Add-DnsServerConditionalForwarderZone `
  -Name "privatelink.vaultcore.azure.net" `
  -MasterServers 10.0.16.4

Add-DnsServerConditionalForwarderZone `
  -Name "azure.contoso.internal" `
  -MasterServers 10.0.16.4

On a BIND resolver the equivalent is a forward only zone:

zone "privatelink.blob.core.windows.net" {
    type forward;
    forward only;
    forwarders { 10.0.16.4; };
};

That is the entire on-prem-to-Azure path. The inbound endpoint resolves anything the hub VNet can see, which includes every Private DNS zone linked to the hub. The next step makes sure the right zones are linked.

5. Azure to on-prem: forwarding rulesets linked to spokes

Now the reverse direction. Create a ruleset attached to the outbound endpoint, add a rule per on-prem domain, and link the ruleset to the VNets whose workloads need on-prem resolution.

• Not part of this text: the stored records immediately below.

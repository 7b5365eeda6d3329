use axum::{
    extract::State,
    routing::get,
    Json, Router,
};
use rust_decimal::Decimal;
use serde::{Deserialize, Serialize};
use sqlx::{FromRow, PgPool};
use tracing::instrument;
use uuid::Uuid;

use crate::auth::ApplicantUser;
use crate::error::{ApiError, ApiResult};
use crate::profile::completion;
use crate::records::require_profile;
use crate::reference::Industry;
use crate::state::AppState;
use crate::validation::check_salary_range;

/// 1:1 preference record. List-valued fields are stored natively as
/// Postgres text arrays.
#[derive(Debug, Clone, Serialize, Deserialize, FromRow)]
pub struct JobPreference {
    #[serde(skip_serializing)]
    pub profile_id: Uuid,
    pub job_types: Vec<String>,
    pub work_modes: Vec<String>,
    pub preferred_companies: Vec<String>,
    pub min_salary: Option<Decimal>,
    pub max_salary: Option<Decimal>,
}

impl JobPreference {
    pub fn salary_range(&self) -> Option<String> {
        match (self.min_salary, self.max_salary) {
            (Some(min), Some(max)) => Some(format!("₹{min} - ₹{max}")),
            (Some(min), None) => Some(format!("₹{min}+")),
            _ => None,
        }
    }
}

#[derive(Debug, Serialize)]
pub struct JobPreferenceView {
    #[serde(flatten)]
    pub record: JobPreference,
    pub preferred_industries: Vec<Industry>,
    pub salary_range: Option<String>,
}

#[derive(Debug, Deserialize)]
pub struct JobPreferencePayload {
    #[serde(default)]
    pub job_types: Vec<String>,
    #[serde(default)]
    pub work_modes: Vec<String>,
    #[serde(default)]
    pub preferred_companies: Vec<String>,
    pub min_salary: Option<Decimal>,
    pub max_salary: Option<Decimal>,
    #[serde(default)]
    pub preferred_industry_ids: Vec<Uuid>,
}

pub async fn find_for_profile(
    db: &PgPool,
    profile_id: Uuid,
) -> anyhow::Result<Option<JobPreference>> {
    let row = sqlx::query_as::<_, JobPreference>(
        r#"
        SELECT profile_id, job_types, work_modes, preferred_companies,
               min_salary, max_salary
        FROM job_preferences
        WHERE profile_id = $1
        "#,
    )
    .bind(profile_id)
    .fetch_optional(db)
    .await?;
    Ok(row)
}

pub async fn industries_for_profile(
    db: &PgPool,
    profile_id: Uuid,
) -> anyhow::Result<Vec<Industry>> {
    let rows = sqlx::query_as::<_, Industry>(
        r#"
        SELECT i.id, i.name, i.description
        FROM industries i
        JOIN job_preference_industries j ON j.industry_id = i.id
        WHERE j.profile_id = $1
        ORDER BY i.name
        "#,
    )
    .bind(profile_id)
    .fetch_all(db)
    .await?;
    Ok(rows)
}

pub fn router() -> Router<AppState> {
    Router::new().route("/job-preferences", get(get_preferences).put(put_preferences))
}

async fn view_for(db: &PgPool, record: JobPreference) -> anyhow::Result<JobPreferenceView> {
    let preferred_industries = industries_for_profile(db, record.profile_id).await?;
    let salary_range = record.salary_range();
    Ok(JobPreferenceView {
        record,
        preferred_industries,
        salary_range,
    })
}

#[instrument(skip(state))]
async fn get_preferences(
    State(state): State<AppState>,
    ApplicantUser(user): ApplicantUser,
) -> ApiResult<Json<JobPreferenceView>> {
    let profile_id = require_profile(&state.db, &user).await?;
    let record = find_for_profile(&state.db, profile_id)
        .await?
        .ok_or_else(|| ApiError::not_found("Job preferences not set"))?;
    Ok(Json(view_for(&state.db, record).await?))
}

#[instrument(skip(state, payload))]
async fn put_preferences(
    State(state): State<AppState>,
    ApplicantUser(user): ApplicantUser,
    Json(payload): Json<JobPreferencePayload>,
) -> ApiResult<Json<JobPreferenceView>> {
    let profile_id = require_profile(&state.db, &user).await?;
    check_salary_range(payload.min_salary, payload.max_salary)?;

    let mut tx = state.db.begin().await?;
    let record = sqlx::query_as::<_, JobPreference>(
        r#"
        INSERT INTO job_preferences (profile_id, job_types, work_modes,
                                     preferred_companies, min_salary, max_salary)
        VALUES ($1, $2, $3, $4, $5, $6)
        ON CONFLICT (profile_id) DO UPDATE SET
            job_types = EXCLUDED.job_types,
            work_modes = EXCLUDED.work_modes,
            preferred_companies = EXCLUDED.preferred_companies,
            min_salary = EXCLUDED.min_salary,
            max_salary = EXCLUDED.max_salary,
            updated_at = now()
        RETURNING profile_id, job_types, work_modes, preferred_companies,
                  min_salary, max_salary
        "#,
    )
    .bind(profile_id)
    .bind(&payload.job_types)
    .bind(&payload.work_modes)
    .bind(&payload.preferred_companies)
    .bind(payload.min_salary)
    .bind(payload.max_salary)
    .fetch_one(&mut *tx)
    .await
    ?;

    // Replace the industry link set; unknown ids are dropped.
    sqlx::query("DELETE FROM job_preference_industries WHERE profile_id = $1")
        .bind(profile_id)
        .execute(&mut *tx)
        .await
        ?;
    sqlx::query(
        r#"
        INSERT INTO job_preference_industries (profile_id, industry_id)
        SELECT $1, id FROM industries WHERE id = ANY($2)
        "#,
    )
    .bind(profile_id)
    .bind(&payload.preferred_industry_ids)
    .execute(&mut *tx)
    .await
    ?;
    tx.commit().await?;

    completion::recompute(&state.db, profile_id).await?;
    Ok(Json(view_for(&state.db, record).await?))
}

#[cfg(test)]
mod tests {
    use super::*;

    fn record(min: Option<Decimal>, max: Option<Decimal>) -> JobPreference {
        JobPreference {
            profile_id: Uuid::new_v4(),
            job_types: vec!["full_time".into()],
            work_modes: vec!["remote".into()],
            preferred_companies: vec![],
            min_salary: min,
            max_salary: max,
        }
    }

    #[test]
    fn salary_range_renders_both_shapes() {
        let both = record(Some(Decimal::new(500_000, 0)), Some(Decimal::new(900_000, 0)));
        assert_eq!(both.salary_range().unwrap(), "₹500000 - ₹900000");

        let open = record(Some(Decimal::new(500_000, 0)), None);
        assert_eq!(open.salary_range().unwrap(), "₹500000+");

        assert!(record(None, None).salary_range().is_none());
        assert!(record(None, Some(Decimal::new(1, 0))).salary_range().is_none());
    }
}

resource "azurerm_private_dns_resolver_dns_forwarding_ruleset" "this" {
  name                                       = "ruleset-onprem"
  resource_group_name                        = azurerm_resource_group.hub.name
  location                                   = azurerm_resource_group.hub.location
  private_dns_resolver_outbound_endpoint_ids = [
    azurerm_private_dns_resolver_outbound_endpoint.this.id
  ]
}

resource "azurerm_private_dns_resolver_forwarding_rule" "corp" {
  name                      = "corp-contoso-com"
  dns_forwarding_ruleset_id = azurerm_private_dns_resolver_dns_forwarding_ruleset.this.id
  domain_name               = "corp.contoso.com."   # trailing dot is required
  enabled                   = true

  target_dns_servers {
    ip_address = "192.168.10.10"
    port       = 53
  }
  target_dns_servers {
    ip_address = "192.168.10.11"
    port       = 53
  }
}

The domain_name must end in a trailing dot — this is a fully qualified domain name and the API rejects it otherwise. The rule says “any query under corp.contoso.com goes to these on-prem DNS servers.” List two or more targets for redundancy.

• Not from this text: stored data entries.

//! HR surface: a dashboard greeting and a paginated listing of applicant
//! profiles that opted into being discoverable.

use axum::{
    extract::{Query, State},
    routing::get,
    Json, Router,
};
use serde::{Deserialize, Serialize};
use sqlx::{FromRow, PgPool};
use tracing::instrument;
use uuid::Uuid;

use crate::auth::{repo::User, HrUser, Role};
use crate::error::{ApiError, ApiResult};
use crate::state::AppState;

pub fn router() -> Router<AppState> {
    Router::new()
        .route("/hr/dashboard", get(get_dashboard))
        .route("/hr/applicants", get(list_applicants))
}

#[derive(Debug, Serialize)]
pub struct HrDashboard {
    pub message: String,
    pub email: String,
    pub role: Role,
}

#[instrument(skip(state))]
async fn get_dashboard(
    State(state): State<AppState>,
    HrUser(user): HrUser,
) -> ApiResult<Json<HrDashboard>> {
    let account = User::find_by_id(&state.db, user.id)
        .await?
        .ok_or_else(|| ApiError::not_found("User not found"))?;
    Ok(Json(HrDashboard {
        message: format!("Welcome back, {}", account.email),
        email: account.email,
        role: account.role,
    }))
}

const DEFAULT_PAGE_SIZE: i64 = 20;
const MAX_PAGE_SIZE: i64 = 100;

#[derive(Debug, Deserialize)]
pub struct Pagination {
    pub limit: Option<i64>,
    pub offset: Option<i64>,
}

impl Pagination {
    fn clamp(&self) -> (i64, i64) {
        let limit = self.limit.unwrap_or(DEFAULT_PAGE_SIZE).clamp(1, MAX_PAGE_SIZE);
        let offset = self.offset.unwrap_or(0).max(0);
        (limit, offset)
    }
}

#[derive(Debug, FromRow)]
struct ApplicantRow {
    id: Uuid,
    first_name: String,
    last_name: String,
    headline: String,
    current_city: String,
    current_state: String,
    total_experience_years: i32,
    total_experience_months: i32,
    completion: i32,
}

#[derive(Debug, Serialize)]
pub struct ApplicantSummary {
    pub id: Uuid,
    pub full_name: String,
    pub headline: String,
    pub location: String,
    pub experience_display: String,
    pub completion: i32,
    pub top_skills: Vec<String>,
}

#[derive(Debug, Serialize)]
pub struct ApplicantPage {
    pub count: i64,
    pub limit: i64,
    pub offset: i64,
    pub results: Vec<ApplicantSummary>,
}

fn experience_display(years: i32, months: i32) -> String {
    let y_word = if years == 1 { "year" } else { "years" };
    let m_word = if months == 1 { "month" } else { "months" };
    if years > 0 && months > 0 {
        format!("{years} {y_word} {months} {m_word}")
    } else if years > 0 {
        format!("{years} {y_word}")
    } else if months > 0 {
        format!("{months} {m_word}")
    } else {
        "Fresher".to_string()
    }
}

/// Only public, job-seeking profiles are visible to HR.
const VISIBILITY: &str = "is_public AND is_available_for_jobs";

async fn top_skills(db: &PgPool, profile_id: Uuid) -> anyhow::Result<Vec<String>> {
    let names = sqlx::query_scalar::<_, String>(
        "SELECT name FROM skills WHERE profile_id = $1 ORDER BY created_at LIMIT 5",
    )
    .bind(profile_id)
    .fetch_all(db)
    .await?;
    Ok(names)
}

#[instrument(skip(state))]
async fn list_applicants(
    State(state): State<AppState>,
    HrUser(_): HrUser,
    Query(page): Query<Pagination>,
) -> ApiResult<Json<ApplicantPage>> {
    let (limit, offset) = page.clamp();

    let count = sqlx::query_scalar::<_, i64>(&format!(
        "SELECT count(*) FROM profiles WHERE {VISIBILITY}"
    ))
    .fetch_one(&state.db)
    .await?;

    let rows = sqlx::query_as::<_, ApplicantRow>(&format!(
        r#"
        SELECT id, first_name, last_name, headline, current_city, current_state,
               total_experience_years, total_experience_months, completion
        FROM profiles
        WHERE {VISIBILITY}
        ORDER BY completion DESC, updated_at DESC
        LIMIT $1 OFFSET $2
        "#
    ))
    .bind(limit)
    .bind(offset)
    .fetch_all(&state.db)
    .await?;

    let mut results = Vec::with_capacity(rows.len());
    for row in rows {
        let skills = top_skills(&state.db, row.id).await?;
        let location = if row.current_city.is_empty() {
            String::new()
        } else {
            format!("{}, {}", row.current_city, row.current_state)
        };
        results.push(ApplicantSummary {
            id: row.id,
            full_name: format!("{} {}", row.first_name, row.last_name),
            headline: row.headline,
            location,
            experience_display: experience_display(
                row.total_experience_years,
                row.total_experience_months,
            ),
            completion: row.completion,
            top_skills: skills,
        });
    }

    Ok(Json(ApplicantPage {
        count,
        limit,
        offset,
        results,
    }))
}

#[cfg(test)]
mod tests {
    use super::*;

    #[test]
    fn pagination_clamps_to_sane_bounds() {
        let page = Pagination {
            limit: Some(1000),
            offset: Some(-5),
        };
        assert_eq!(page.clamp(), (MAX_PAGE_SIZE, 0));

        let default = Pagination {
            limit: None,
            offset: None,
        };
        assert_eq!(default.clamp(), (DEFAULT_PAGE_SIZE, 0));

        let zero = Pagination {
            limit: Some(0),
            offset: Some(40),
        };
        assert_eq!(zero.clamp(), (1, 40));
    }

    #[test]
    fn experience_display_falls_back_to_fresher() {
        assert_eq!(experience_display(0, 0), "Fresher");
        assert_eq!(experience_display(2, 1), "2 years 1 month");
        assert_eq!(experience_display(0, 6), "6 months");
    }
}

Link the ruleset to each VNet that should inherit these rules. The hub VNet plus every spoke that runs workloads needing on-prem names:

resource "azurerm_private_dns_resolver_virtual_network_link" "hub" {
  name                      = "link-hub"
  dns_forwarding_ruleset_id = azurerm_private_dns_resolver_dns_forwarding_ruleset.this.id
  virtual_network_id        = azurerm_virtual_network.hub.id
}

resource "azurerm_private_dns_resolver_virtual_network_link" "spoke_app" {
  name                      = "link-spoke-app"
  dns_forwarding_ruleset_id = azurerm_private_dns_resolver_dns_forwarding_ruleset.this.id
  virtual_network_id        = azurerm_virtual_network.spoke_app.id
}

Once linked, any VM in the spoke that resolves db01.corp.contoso.com while pointing at 168.63.129.16 gets the query conditionally forwarded out the outbound endpoint to on-prem — without touching the VM. A spoke VNet must be directly linked to the ruleset; peering alone does not propagate the rules. This catches people relying on hub-spoke peering to do the work it does not do.

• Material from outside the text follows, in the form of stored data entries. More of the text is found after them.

use serde::{Deserialize, Serialize};
use sqlx::{FromRow, PgPool};
use time::OffsetDateTime;
use uuid::Uuid;

use crate::auth::claims::Role;

/// User record in the database.
#[derive(Debug, Clone, Serialize, Deserialize, FromRow)]
pub struct User {
    pub id: Uuid,
    pub email: String,
    #[serde(skip_serializing)]
    pub password_hash: String,
    pub role: Role,
    pub created_at: OffsetDateTime,
}

impl User {
    pub async fn find_by_email(db: &PgPool, email: &str) -> anyhow::Result<Option<User>> {
        let user = sqlx::query_as::<_, User>(
            r#"
            SELECT id, email, password_hash, role, created_at
            FROM users
            WHERE email = $1
            "#,
        )
        .bind(email)
        .fetch_optional(db)
        .await?;
        Ok(user)
    }

    pub async fn find_by_id(db: &PgPool, id: Uuid) -> anyhow::Result<Option<User>> {
        let user = sqlx::query_as::<_, User>(
            r#"
            SELECT id, email, password_hash, role, created_at
            FROM users
            WHERE id = $1
            "#,
        )
        .bind(id)
        .fetch_optional(db)
        .await?;
        Ok(user)
    }

    /// Create a new user with hashed password.
    pub async fn create(
        db: &PgPool,
        email: &str,
        password_hash: &str,
        role: Role,
    ) -> anyhow::Result<User> {
        let user = sqlx::query_as::<_, User>(
            r#"
            INSERT INTO users (email, password_hash, role)
            VALUES ($1, $2, $3)
            RETURNING id, email, password_hash, role, created_at
            "#,
        )
        .bind(email)
        .bind(password_hash)
        .bind(role)
        .fetch_one(db)
        .await?;
        Ok(user)
    }

    pub async fn set_password_hash(db: &PgPool, id: Uuid, hash: &str) -> anyhow::Result<()> {
        sqlx::query("UPDATE users SET password_hash = $2 WHERE id = $1")
            .bind(id)
            .bind(hash)
            .execute(db)
            .await?;
        Ok(())
    }
}

/// Stored password-reset token. Single-use: `used_at` is set on confirm.
#[derive(Debug, Clone, FromRow)]
pub struct ResetToken {
    pub id: Uuid,
    pub user_id: Uuid,
    pub token: String,
    pub expires_at: OffsetDateTime,
    pub used_at: Option<OffsetDateTime>,
}

impl ResetToken {
    pub async fn issue(
        db: &PgPool,
        user_id: Uuid,
        token: &str,
        expires_at: OffsetDateTime,
    ) -> anyhow::Result<ResetToken> {
        let row = sqlx::query_as::<_, ResetToken>(
            r#"
            INSERT INTO password_reset_tokens (user_id, token, expires_at)
            VALUES ($1, $2, $3)
            RETURNING id, user_id, token, expires_at, used_at
            "#,
        )
        .bind(user_id)
        .bind(token)
        .bind(expires_at)
        .fetch_one(db)
        .await?;
        Ok(row)
    }

    /// Find an unused, unexpired token for the user. Tampered or expired
    /// tokens simply come back as None.
    pub async fn find_valid(
        db: &PgPool,
        user_id: Uuid,
        token: &str,
    ) -> anyhow::Result<Option<ResetToken>> {
        let row = sqlx::query_as::<_, ResetToken>(
            r#"
            SELECT id, user_id, token, expires_at, used_at
            FROM password_reset_tokens
            WHERE user_id = $1 AND token = $2 AND used_at IS NULL AND expires_at > now()
            "#,
        )
        .bind(user_id)
        .bind(token)
        .fetch_optional(db)
        .await?;
        Ok(row)
    }

    pub async fn mark_used(db: &PgPool, id: Uuid) -> anyhow::Result<()> {
        sqlx::query("UPDATE password_reset_tokens SET used_at = now() WHERE id = $1")
            .bind(id)
            .execute(db)
            .await?;
        Ok(())
    }
}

6. Integrate Private DNS zones so private endpoints resolve from on-prem

For step 4’s conditional forwarders to return real answers, the Private DNS zones must be linked to the hub VNet — the VNet hosting the inbound endpoint. The inbound endpoint resolves against the zones linked to its own VNet. If your privatelink.blob.core.windows.net zone is only linked to a spoke, on-prem queries hit the inbound endpoint and get nothing.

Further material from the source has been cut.